Комендант Кареев не ответил, но в этот момент дверь распахнулась и, задыхаясь, ему салютовал Фе-доссич.
— Товарищ комендант! На кухне волнение!
— В чем дело?
— Заключенные на овощах отказываются чистить картошку. Они говорят, она гнилая и мерзлая и не годится для готовки.
— Ну, тогда они съедят ее сырой.
Он поспешно вышел, Федоссич последовал за ним.
В одно движение Джоан оказалась у закрытой двери. Она прислушаалась, приставив одно ухо и ладони к доскам. Дождалась, пока эхо последних шагов не затихло внизу.
Затем повернулась и произнесла всего одно слово, и ее голос — дрожащий и торжественный — звенел, как первый поток из прорванной плотины, умоляющий, и торжествующий, и страдающий:
— Мишель!
Слово ударило его, как пощечина. Он не двинулся. Не смягчился, не улыбнулся. Только его губы шевельнулись, когда он спросил, почти беззвучно:
— Почему ты здесь?
Она мягко улыбнулась, и ее улыбка была молящей и сияющей. Ее руки поднялись — жадно, повелительно — ему на плечи.

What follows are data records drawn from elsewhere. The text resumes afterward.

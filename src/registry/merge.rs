//! Merge engine
//!
//! When several ports feed the same universe, the merge mode decides what the
//! universe's frame becomes:
//!
//! - **LTP** (latest takes priority): the port that signalled last replaces
//!   the whole frame. There is nothing to combine.
//! - **HTP** (highest takes priority): every readable port contributes and
//!   each channel takes the highest value seen. A port shorter than the
//!   others contributes 0 beyond its length, and the result is as long as
//!   the longest contributor.
//!
//! HTP is commutative and associative, so the result does not depend on the
//! order ports are visited in.

use std::str::FromStr;

use super::frame::DmxFrame;

/// Merge policy for a universe
#[derive(Debug, Clone, Copy, PartialEq, Eq, Default)]
pub enum MergeMode {
    /// Latest takes priority
    #[default]
    Ltp,
    /// Highest takes priority
    Htp,
}

impl MergeMode {
    /// Short lowercase name, as used in stored settings
    pub fn as_str(&self) -> &'static str {
        match self {
            MergeMode::Ltp => "ltp",
            MergeMode::Htp => "htp",
        }
    }
}

impl std::fmt::Display for MergeMode {
    fn fmt(&self, f: &mut std::fmt::Formatter<'_>) -> std::fmt::Result {
        f.write_str(self.as_str())
    }
}

/// Error returned when parsing an unknown merge mode
#[derive(Debug, Clone, PartialEq, Eq)]
pub struct ParseMergeModeError(pub String);

impl std::fmt::Display for ParseMergeModeError {
    fn fmt(&self, f: &mut std::fmt::Formatter<'_>) -> std::fmt::Result {
        write!(f, "Unknown merge mode: {}", self.0)
    }
}

impl std::error::Error for ParseMergeModeError {}

impl FromStr for MergeMode {
    type Err = ParseMergeModeError;

    fn from_str(s: &str) -> Result<Self, Self::Err> {
        match s.trim().to_ascii_lowercase().as_str() {
            "ltp" | "latest" => Ok(MergeMode::Ltp),
            "htp" | "highest" => Ok(MergeMode::Htp),
            other => Err(ParseMergeModeError(other.to_string())),
        }
    }
}

/// HTP-merge a sequence of port reads
///
/// The first source seeds the frame and every later one is folded in with
/// [`DmxFrame::merge_highest`]. Returns `None` if there were no sources.
pub fn merge_highest<'a, I>(sources: I) -> Option<DmxFrame>
where
    I: IntoIterator<Item = &'a [u8]>,
{
    let mut sources = sources.into_iter();
    let mut frame = DmxFrame::from_slice(sources.next()?);

    for source in sources {
        frame.merge_highest(source);
    }

    Some(frame)
}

Он сжал ее запястья; это было усилие, заставившее содрогнуться каждый мускул его тела, но он отбросил ее руки.
— Почему ты здесь? — повторил он.
Она прошептала с легким упреком в голосе:
— Я думала, у тебя хватит веры в меня, чтобы понять. Я не могла признать тебя вчера, я боялась, что за нами следят. Я здесь, чтобы спасти тебя.
Он спросил мрачно:
— Как ты попала сюда?
— У меня есть друг в Нижне-Колымске, — поспешно прошептала она. — Большой английский торговец, Эллере. Живет через дорогу от ГПУ. Он знает людей там, влиятельных людей, которым он может приказывать, понимаешь? Мы услышали об этом… о том приглашении от Кареева. Эллере все сделал, чтобы меня прислали сюда.

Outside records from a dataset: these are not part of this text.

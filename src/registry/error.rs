//! Registry error types
//!
//! Error types for universe registry operations.

use crate::client::ClientId;
use crate::port::PortId;

use super::frame::UniverseId;

/// Error type for registry operations
#[derive(Debug, Clone, PartialEq, Eq)]
pub enum RegistryError {
    /// No live universe with this id
    UniverseNotFound(UniverseId),
    /// Port is not patched to the universe
    PortNotFound { universe: UniverseId, port: PortId },
    /// Port id is not in the registry's port table
    PortNotRegistered(PortId),
    /// A port with this id is already in the port table
    PortAlreadyRegistered(PortId),
    /// Client is not registered with the universe
    ClientNotFound {
        universe: UniverseId,
        client: ClientId,
    },
    /// Creating another universe would exceed the configured limit
    CapacityExceeded { limit: usize },
}

impl std::fmt::Display for RegistryError {
    fn fmt(&self, f: &mut std::fmt::Formatter<'_>) -> std::fmt::Result {
        match self {
            RegistryError::UniverseNotFound(id) => write!(f, "Universe not found: {}", id),
            RegistryError::PortNotFound { universe, port } => {
                write!(f, "Port {} is not patched to universe {}", port, universe)
            }
            RegistryError::PortNotRegistered(port) => write!(f, "Port not registered: {}", port),
            RegistryError::PortAlreadyRegistered(port) => {
                write!(f, "Port already registered: {}", port)
            }
            RegistryError::ClientNotFound { universe, client } => {
                write!(
                    f,
                    "Client {} is not registered with universe {}",
                    client, universe
                )
            }
            RegistryError::CapacityExceeded { limit } => {
                write!(f, "Universe limit reached ({})", limit)
            }
        }
    }
}

impl std::error::Error for RegistryError {}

Она остановилась, глядя на его бледное лицо:
— Почему ты так… суров, милый? Ты не улыбнешься, чтобы поблагодарить меня?
— Улыбнуться чему? Моя жена — в руках гнилого коммуниста.
— Мишель!
— Неужели ты думала, что я захочу быть спасенным — такой ценой?
Она спокойно улыбнулась.
— Неужели ты не знаешь, как много женщина может пообещать — и как мало — исполнить?

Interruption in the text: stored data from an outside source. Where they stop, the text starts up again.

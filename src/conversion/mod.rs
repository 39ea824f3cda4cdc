//! Frame decoding and sampling.
//!
//! Converts semi-planar NV21 frames into packed ARGB and reduces each
//! converted frame to one representative color.

mod nv21;
mod pixels;
mod sample;

pub use nv21::decode_nv21;
pub use pixels::PixelBuffer;
pub use sample::{center_sample, Sample};

use crate::capture::{FrameError, RawFrame};

/// Decodes a raw NV21 buffer and returns its center color.
pub fn sample_frame(data: &[u8], width: u32, height: u32) -> Result<Sample, FrameError> {
    let frame = RawFrame::new(data, width, height)?;
    center_sample(&decode_nv21(&frame))
}

#[cfg(test)]
mod tests {
    use super::*;

    #[test]
    fn test_sample_frame_picks_center_block() {
        // 4x4 frame, white luma, chroma for the bottom-right block is red.
        let mut data = vec![128u8; 16];
        data.extend_from_slice(&[128, 128, 128, 128, 128, 128, 255, 128]);

        let sample = sample_frame(&data, 4, 4).unwrap();
        assert!(sample.red() > sample.blue());
        assert!(sample.red() > sample.green());
    }

    #[test]
    fn test_sample_frame_rejects_malformed() {
        assert!(matches!(
            sample_frame(&[0u8; 10], 4, 4),
            Err(FrameError::Malformed { .. })
        ));
    }
}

— Моя жена не может играть такую роль.
— Но мы не можем выбирать оружие, Мишель.
— Но есть честь, которую…
Она проговорила гордо, уверенно, высоко держа голову, напряженным звенящим голосом, бросая каждое слово ему в лицо.
— У меня есть щит, который моя честь пронесет через все битвы. Я люблю тебя… Взгляни на эти стены. В камне — замерзшая вода. Еще несколько лет, и твои глаза, твоя кожа, твой разум замерзнет, как она, раздавленная этим камнем, днями и часами, которые не двигаются с места. Ты хочешь, чтобы я покинула тебя и шла по миру с одной лишь мыслью, одним желанием, и оставила тебя в этом ледяном аду?
Он посмотрел на нее. Шагнул к ней. Она не шевельнулась. Она не издала ни звука, но ее кости хрустнули, когда его руки оторвали ее от земли, и его губы впились в ее тело, голодные мечтами, отчаянием, бессонными ночами двух долгих лет.
— Фрэнсис!.. Фрэнсис…
Она первой оторвалась от него. Она прислушалась и отбросила прядь волос с лица тыльной стороной ладони с расслабленными пальцами быстрым, резким движением.